Type the correct answer in the box. Use numerals instead of words. If necessary, use / for the fraction bar.

Five times the sum of the digits of a two-digit number is 13 less than the original number. If you reverse the digits in the two-digit number, four times the sum of its two digits is 21 less than the reversed two-digit number.

(Hint: You can use variables to represent the digits of a number. If a two-digit number has the digit x in tens place and y in one’s place, the number will be 10x + y. Reversing the order of the digits will change their place value and the reversed number will 10y + x.)

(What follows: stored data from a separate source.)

//! Board model, state transitions, projection and persistence. Nothing in
//! here touches the UI; views drive it through [`session::Session`].

pub mod format;
pub mod model;
pub mod palette;
pub mod platform;
pub mod projection;
pub mod session;
pub mod state;
pub mod storage;
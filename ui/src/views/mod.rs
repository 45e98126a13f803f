mod board;
pub use board::Board;
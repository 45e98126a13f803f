//! Board state and the reducer that applies user actions to it.
//!
//! Every action is total: unknown ids, unknown metrics and malformed numbers
//! are absorbed (no-op or coerced to `0`) rather than reported.
//!
//! INVARIANT: after any sequence of metric actions, each data set holds
//! exactly one entry per registered metric.
//! INVARIANT: `active` names an existing data set whenever the collection is
//! non-empty, and is `None` otherwise.

use super::model::{DataSet, DataSetId, Metric, MetricValue};
use super::palette;

/// Which half of a metric entry an edit targets.
#[derive(Debug, Clone, Copy, PartialEq, Eq)]
pub enum EntryField {
    Score,
    Comment,
}

#[derive(Debug, Clone, PartialEq)]
pub enum Action {
    AddMetric(String),
    RemoveMetric(String),
    AddDataSet,
    RemoveDataSet(DataSetId),
    RenameDataSet {
        id: DataSetId,
        name: String,
    },
    /// Raw widget input; scores are parsed, comments stored verbatim.
    SetMetricValue {
        id: DataSetId,
        metric: String,
        input: String,
        field: EntryField,
    },
    SelectDataSet(DataSetId),
}

#[derive(Debug, Clone, Default, PartialEq)]
pub struct EditorState {
    pub metrics: Vec<Metric>,
    pub data_sets: Vec<DataSet>,
    pub active: Option<DataSetId>,
}

/// Apply `action` to `state`, returning the next state.
pub fn reduce(mut state: EditorState, action: Action) -> EditorState {
    match action {
        Action::AddMetric(name) => state.add_metric(name),
        Action::RemoveMetric(name) => state.remove_metric(&name),
        Action::AddDataSet => {
            state.add_data_set();
        }
        Action::RemoveDataSet(id) => state.remove_data_set(id),
        Action::RenameDataSet { id, name } => state.rename_data_set(id, name),
        Action::SetMetricValue {
            id,
            metric,
            input,
            field,
        } => state.set_metric_value(id, &metric, input, field),
        Action::SelectDataSet(id) => state.select(id),
    }
    state.normalize_selection();
    state
}

impl EditorState {
    /// Build a state from persisted collections; selection starts at the first data set.
    pub fn from_parts(metrics: Vec<Metric>, data_sets: Vec<DataSet>) -> Self {
        let mut state = Self {
            metrics,
            data_sets,
            active: None,
        };
        state.normalize_selection();
        state
    }

    pub fn has_metric(&self, name: &str) -> bool {
        self.metrics.iter().any(|metric| metric.name == name)
    }

    pub fn data_set(&self, id: DataSetId) -> Option<&DataSet> {
        self.data_sets.iter().find(|ds| ds.id == id)
    }

    pub fn active_data_set(&self) -> Option<&DataSet> {
        self.active.and_then(|id| self.data_set(id))
    }

    /// `max(id) + 1`, or `1` for an empty collection.
    pub fn next_id(&self) -> DataSetId {
        self.data_sets
            .iter()
            .map(|ds| ds.id)
            .max()
            .map(DataSetId::next)
            .unwrap_or(DataSetId::FIRST)
    }

    fn data_set_mut(&mut self, id: DataSetId) -> Option<&mut DataSet> {
        self.data_sets.iter_mut().find(|ds| ds.id == id)
    }

    fn add_metric(&mut self, name: String) {
        if name.is_empty() || self.has_metric(&name) {
            return;
        }
        for data_set in &mut self.data_sets {
            data_set
                .values
                .insert(name.clone(), MetricValue::default());
        }
        self.metrics.push(Metric { name });
    }

    fn remove_metric(&mut self, name: &str) {
        self.metrics.retain(|metric| metric.name != name);
        for data_set in &mut self.data_sets {
            data_set.values.remove(name);
        }
    }

    fn add_data_set(&mut self) -> DataSetId {
        let id = self.next_id();
        let color = palette::color_for_index(self.data_sets.len());
        self.data_sets.push(DataSet::new(id, color, &self.metrics));
        self.active = Some(id);
        id
    }

    fn remove_data_set(&mut self, id: DataSetId) {
        self.data_sets.retain(|ds| ds.id != id);
    }

    fn rename_data_set(&mut self, id: DataSetId, name: String) {
        if let Some(data_set) = self.data_set_mut(id) {
            data_set.name = name;
        }
    }

    fn set_metric_value(&mut self, id: DataSetId, metric: &str, input: String, field: EntryField) {
        let Some(data_set) = self.data_set_mut(id) else {
            return;
        };
        let entry = data_set.values.entry(metric.to_string()).or_default();
        match field {
            EntryField::Comment => entry.comment = input,
            EntryField::Score => entry.value = parse_score(&input),
        }
    }

    fn select(&mut self, id: DataSetId) {
        if self.data_set(id).is_some() {
            self.active = Some(id);
        }
    }

    fn normalize_selection(&mut self) {
        let still_present = self.active.is_some_and(|id| self.data_set(id).is_some());
        if !still_present {
            self.active = self.data_sets.first().map(|ds| ds.id);
        }
    }
}

/// Parse score input. Anything that is not a finite number becomes `0`.
pub fn parse_score(input: &str) -> f64 {
    input
        .trim()
        .parse::<f64>()
        .ok()
        .filter(|value| value.is_finite())
        .unwrap_or(0.0)
}
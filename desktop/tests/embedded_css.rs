#![cfg(test)]
//! The desktop binary embeds the shared theme from `ui/assets/theme/main.css`.
//! A truncated or moved theme would only show up at runtime, so check it here.
//!
//! If you rename or relocate the theme, update this test and the `include_str!`
//! constant in `desktop/src/main.rs`.

const EMBEDDED_CSS: &str = include_str!(concat!(
    env!("CARGO_MANIFEST_DIR"),
    "/../ui/assets/theme/main.css"
));

/// Classes the board components render with.
const REQUIRED_SELECTORS: &[&str] = &[
    ":root",
    "body {",
    ".page {",
    ".button--primary",
    ".button--danger",
    ".board-card__header",
    ".board-card__placeholder",
    ".radar__plot",
    ".radar__legend",
    ".board-metrics__item",
    ".board-editor__metric",
    ".board-export__actions",
];

#[test]
fn embedded_css_file_exists_and_is_not_empty() {
    assert!(
        !EMBEDDED_CSS.trim().is_empty(),
        "Embedded CSS file appears to be empty."
    );
}

#[test]
fn embedded_css_contains_component_selectors() {
    let missing: Vec<&str> = REQUIRED_SELECTORS
        .iter()
        .copied()
        .filter(|selector| !EMBEDDED_CSS.contains(selector))
        .collect();
    assert!(
        missing.is_empty(),
        "Selectors missing from ui/assets/theme/main.css: {missing:?}"
    );
}
//! Chart projection: folds metrics and data sets into radar-chart rows.
//!
//! One row per metric (registry order), one column per data set keyed by its
//! display name. Two data sets sharing a name share a column; the later one
//! wins and the column keeps the position of its first occurrence.

use serde::ser::{SerializeMap, Serializer};
use serde::Serialize;

use super::model::{ColorAssignment, DataSet, Metric};

/// Key carrying the metric label in a serialized row.
pub const LABEL_KEY: &str = "name";

#[derive(Debug, Clone, PartialEq)]
pub struct ChartColumn {
    pub series: String,
    pub value: f64,
}

#[derive(Debug, Clone, PartialEq)]
pub struct ChartRow {
    pub metric: String,
    pub columns: Vec<ChartColumn>,
}

impl ChartRow {
    pub fn value(&self, series: &str) -> Option<f64> {
        self.columns
            .iter()
            .find(|column| column.series == series)
            .map(|column| column.value)
    }

    fn insert(&mut self, series: &str, value: f64) {
        match self.columns.iter_mut().find(|column| column.series == series) {
            Some(column) => column.value = value,
            None => self.columns.push(ChartColumn {
                series: series.to_string(),
                value,
            }),
        }
    }
}

/// Flat record `{ "name": <metric>, <series>: <value>, .. }`. A series that
/// is itself called `name` replaces the label, as it would in a plain object.
impl Serialize for ChartRow {
    fn serialize<S: Serializer>(&self, serializer: S) -> Result<S::Ok, S::Error> {
        let shadowed = self.value(LABEL_KEY);
        let mut map = serializer.serialize_map(None)?;
        match shadowed {
            Some(value) => map.serialize_entry(LABEL_KEY, &value)?,
            None => map.serialize_entry(LABEL_KEY, &self.metric)?,
        }
        for column in self.columns.iter().filter(|c| c.series != LABEL_KEY) {
            map.serialize_entry(&column.series, &column.value)?;
        }
        map.end()
    }
}

/// Drawing descriptor for one data set.
#[derive(Debug, Clone, PartialEq)]
pub struct ChartSeries {
    pub key: String,
    pub color: ColorAssignment,
}

pub fn project(metrics: &[Metric], data_sets: &[DataSet]) -> Vec<ChartRow> {
    metrics
        .iter()
        .map(|metric| {
            let mut row = ChartRow {
                metric: metric.name.clone(),
                columns: Vec::with_capacity(data_sets.len()),
            };
            for data_set in data_sets {
                row.insert(&data_set.name, data_set.score(&metric.name));
            }
            row
        })
        .collect()
}

/// Series in collection order; duplicates are kept so every data set is drawn.
pub fn series(data_sets: &[DataSet]) -> Vec<ChartSeries> {
    data_sets
        .iter()
        .map(|ds| ChartSeries {
            key: ds.name.clone(),
            color: ds.color.clone(),
        })
        .collect()
}

#[cfg(test)]
mod tests {
    use super::*;
    use crate::core::model::DataSetId;
    use crate::core::state::{reduce, Action, EditorState, EntryField};
    use serde_json::json;

    fn board(actions: Vec<Action>) -> EditorState {
        actions.into_iter().fold(EditorState::default(), reduce)
    }

    #[test]
    fn single_metric_single_default_data_set() {
        let state = board(vec![Action::AddMetric("Speed".into()), Action::AddDataSet]);
        let rows = project(&state.metrics, &state.data_sets);
        assert_eq!(
            serde_json::to_value(&rows).unwrap(),
            json!([{ "name": "Speed", "Member": 0.0 }])
        );
    }

    #[test]
    fn rows_follow_registry_order_and_missing_values_are_zero() {
        let mut state = board(vec![
            Action::AddMetric("Speed".into()),
            Action::AddMetric("Focus".into()),
            Action::AddDataSet,
            Action::RenameDataSet {
                id: DataSetId(1),
                name: "Ann".into(),
            },
            Action::SetMetricValue {
                id: DataSetId(1),
                metric: "Focus".into(),
                input: "8".into(),
                field: EntryField::Score,
            },
        ]);
        state.data_sets[0].values.remove("Speed");

        let rows = project(&state.metrics, &state.data_sets);
        assert_eq!(rows.len(), 2);
        assert_eq!(rows[0].metric, "Speed");
        assert_eq!(rows[0].value("Ann"), Some(0.0));
        assert_eq!(rows[1].metric, "Focus");
        assert_eq!(rows[1].value("Ann"), Some(8.0));
    }

    #[test]
    fn duplicate_names_collapse_into_one_column() {
        let state = board(vec![
            Action::AddMetric("Speed".into()),
            Action::AddDataSet,
            Action::AddDataSet,
            Action::AddDataSet,
            Action::RenameDataSet {
                id: DataSetId(3),
                name: "Solo".into(),
            },
            Action::SetMetricValue {
                id: DataSetId(1),
                metric: "Speed".into(),
                input: "2".into(),
                field: EntryField::Score,
            },
            Action::SetMetricValue {
                id: DataSetId(2),
                metric: "Speed".into(),
                input: "9".into(),
                field: EntryField::Score,
            },
        ]);
        let rows = project(&state.metrics, &state.data_sets);
        let keys: Vec<_> = rows[0].columns.iter().map(|c| c.series.as_str()).collect();
        assert_eq!(keys, ["Member", "Solo"]);
        assert_eq!(rows[0].value("Member"), Some(9.0));
        assert_eq!(series(&state.data_sets).len(), 3);
    }

    #[test]
    fn series_named_like_the_label_key_shadows_it() {
        let state = board(vec![
            Action::AddMetric("Speed".into()),
            Action::AddDataSet,
            Action::RenameDataSet {
                id: DataSetId(1),
                name: LABEL_KEY.into(),
            },
        ]);
        let rows = project(&state.metrics, &state.data_sets);
        assert_eq!(serde_json::to_value(&rows).unwrap(), json!([{ "name": 0.0 }]));
    }

    #[test]
    fn no_metrics_means_no_rows() {
        let state = board(vec![Action::AddDataSet]);
        assert!(project(&state.metrics, &state.data_sets).is_empty());
    }
}
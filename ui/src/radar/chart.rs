use dioxus::prelude::*;

use crate::core::format::series_label;
use crate::core::projection::{ChartRow, ChartSeries};
use crate::radar::geometry::{label_anchor, RadarFrame, DOMAIN_MAX, RING_STEPS};

const CANVAS: f64 = 420.0;
const LABEL_MARGIN: f64 = 70.0;
const FILL_OPACITY: &str = "0.3";

#[component]
pub fn RadarChart(rows: Vec<ChartRow>, series: Vec<ChartSeries>) -> Element {
    if rows.is_empty() {
        return rsx! {
            div { class: "radar radar--empty",
                p { class: "board-card__placeholder", "Add a metric to start drawing the chart." }
            }
        };
    }

    let frame = RadarFrame::new(CANVAS, LABEL_MARGIN);
    let axis_count = rows.len();
    let view_box = format!("0 0 {CANVAS} {CANVAS}");

    let rings: Vec<String> = RING_STEPS
        .iter()
        .map(|step| frame.ring(axis_count, *step))
        .collect();

    let axes: Vec<AxisLine> = rows
        .iter()
        .enumerate()
        .map(|(index, row)| {
            let end = frame.point(index, axis_count, DOMAIN_MAX);
            let label = frame.label_point(index, axis_count, 14.0);
            AxisLine {
                x2: format!("{:.2}", end.x),
                y2: format!("{:.2}", end.y),
                label_x: format!("{:.2}", label.x),
                label_y: format!("{:.2}", label.y),
                anchor: label_anchor(index, axis_count),
                text: row.metric.clone(),
            }
        })
        .collect();

    // Series read their column by display name, so same-named data sets draw the same shape.
    let shapes: Vec<SeriesShape> = series
        .iter()
        .map(|entry| {
            let values: Vec<f64> = rows
                .iter()
                .map(|row| row.value(&entry.key).unwrap_or(0.0))
                .collect();
            SeriesShape {
                points: frame.polygon(&values),
                stroke: entry.color.stroke.clone(),
                fill: entry.color.fill.clone(),
            }
        })
        .collect();

    let center = frame.center;

    rsx! {
        div { class: "radar",
            svg {
                class: "radar__plot",
                view_box: "{view_box}",
                g { class: "radar__grid",
                    for points in rings {
                        polygon { points: "{points}", fill: "none", stroke: "#d0d4dc", stroke_width: "1" }
                    }
                    for axis in axes.iter() {
                        line {
                            x1: "{center}",
                            y1: "{center}",
                            x2: "{axis.x2}",
                            y2: "{axis.y2}",
                            stroke: "#d0d4dc",
                            stroke_width: "1",
                        }
                    }
                }
                g { class: "radar__series",
                    for shape in shapes {
                        polygon {
                            points: "{shape.points}",
                            stroke: "{shape.stroke}",
                            fill: "{shape.fill}",
                            fill_opacity: FILL_OPACITY,
                            stroke_width: "2",
                        }
                    }
                }
                g { class: "radar__labels",
                    for axis in axes.iter() {
                        text {
                            x: "{axis.label_x}",
                            y: "{axis.label_y}",
                            text_anchor: axis.anchor,
                            dominant_baseline: "middle",
                            "{axis.text}"
                        }
                    }
                }
            }
            {render_legend(&series)}
        }
    }
}

struct AxisLine {
    x2: String,
    y2: String,
    label_x: String,
    label_y: String,
    anchor: &'static str,
    text: String,
}

struct SeriesShape {
    points: String,
    stroke: String,
    fill: String,
}

fn render_legend(series: &[ChartSeries]) -> Element {
    if series.is_empty() {
        return rsx! {
            p { class: "board-card__placeholder", "Add a member to plot scores." }
        };
    }

    rsx! {
        ul { class: "radar__legend",
            for entry in series.iter() {
                li { class: "radar__legend-item",
                    span {
                        class: "radar__swatch",
                        style: "background:{entry.color.fill};border-color:{entry.color.stroke}",
                    }
                    span { "{series_label(&entry.key)}" }
                }
            }
        }
    }
}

The difference of the original two-digit number and the number with reversed digits is
.

Answer 1

Let the tens digit of the original number be represented by x. Let the ones digit be y.

The original number is then 10x + y, and the reversed number is 10y + x.

"Five times the sum of the digits is 13 less than the original number" becomes:


`5(x+y)=10x+y-13`

"Four times the sum of its digits is 21 less than the reversed number" becomes:


`4(x+y)=10y+x-21`

Work with the first equation until it is simpler:


`5x+5y=10x+y-13 \\ 5x-4y=13`

Do the same thing with the second equation:


`4x+4y=10y+x-21 \\ -3x+6y=21`

Now you have a system of two equations to solve.


`5x-4y=13 \\ -3x+6y=21`

To eliminate x, multiply the first equation by 3 and multiply the second equation by 5


`15x=12y=39 \\ -15x +30y=105`

Add the two equations.


`18y=144 \\ y=8`

Aha! The one digit of the original number is 8. To find y, put x = 8 into any equation containing both x and y.


`5x-4(8)=13 \\ 5x-32=13 \\ 5x=45 \\ x=9`

Sweet! The tens digit of the original number is 9. The original number is 98 and the reversed number is 89.

Their difference is 9.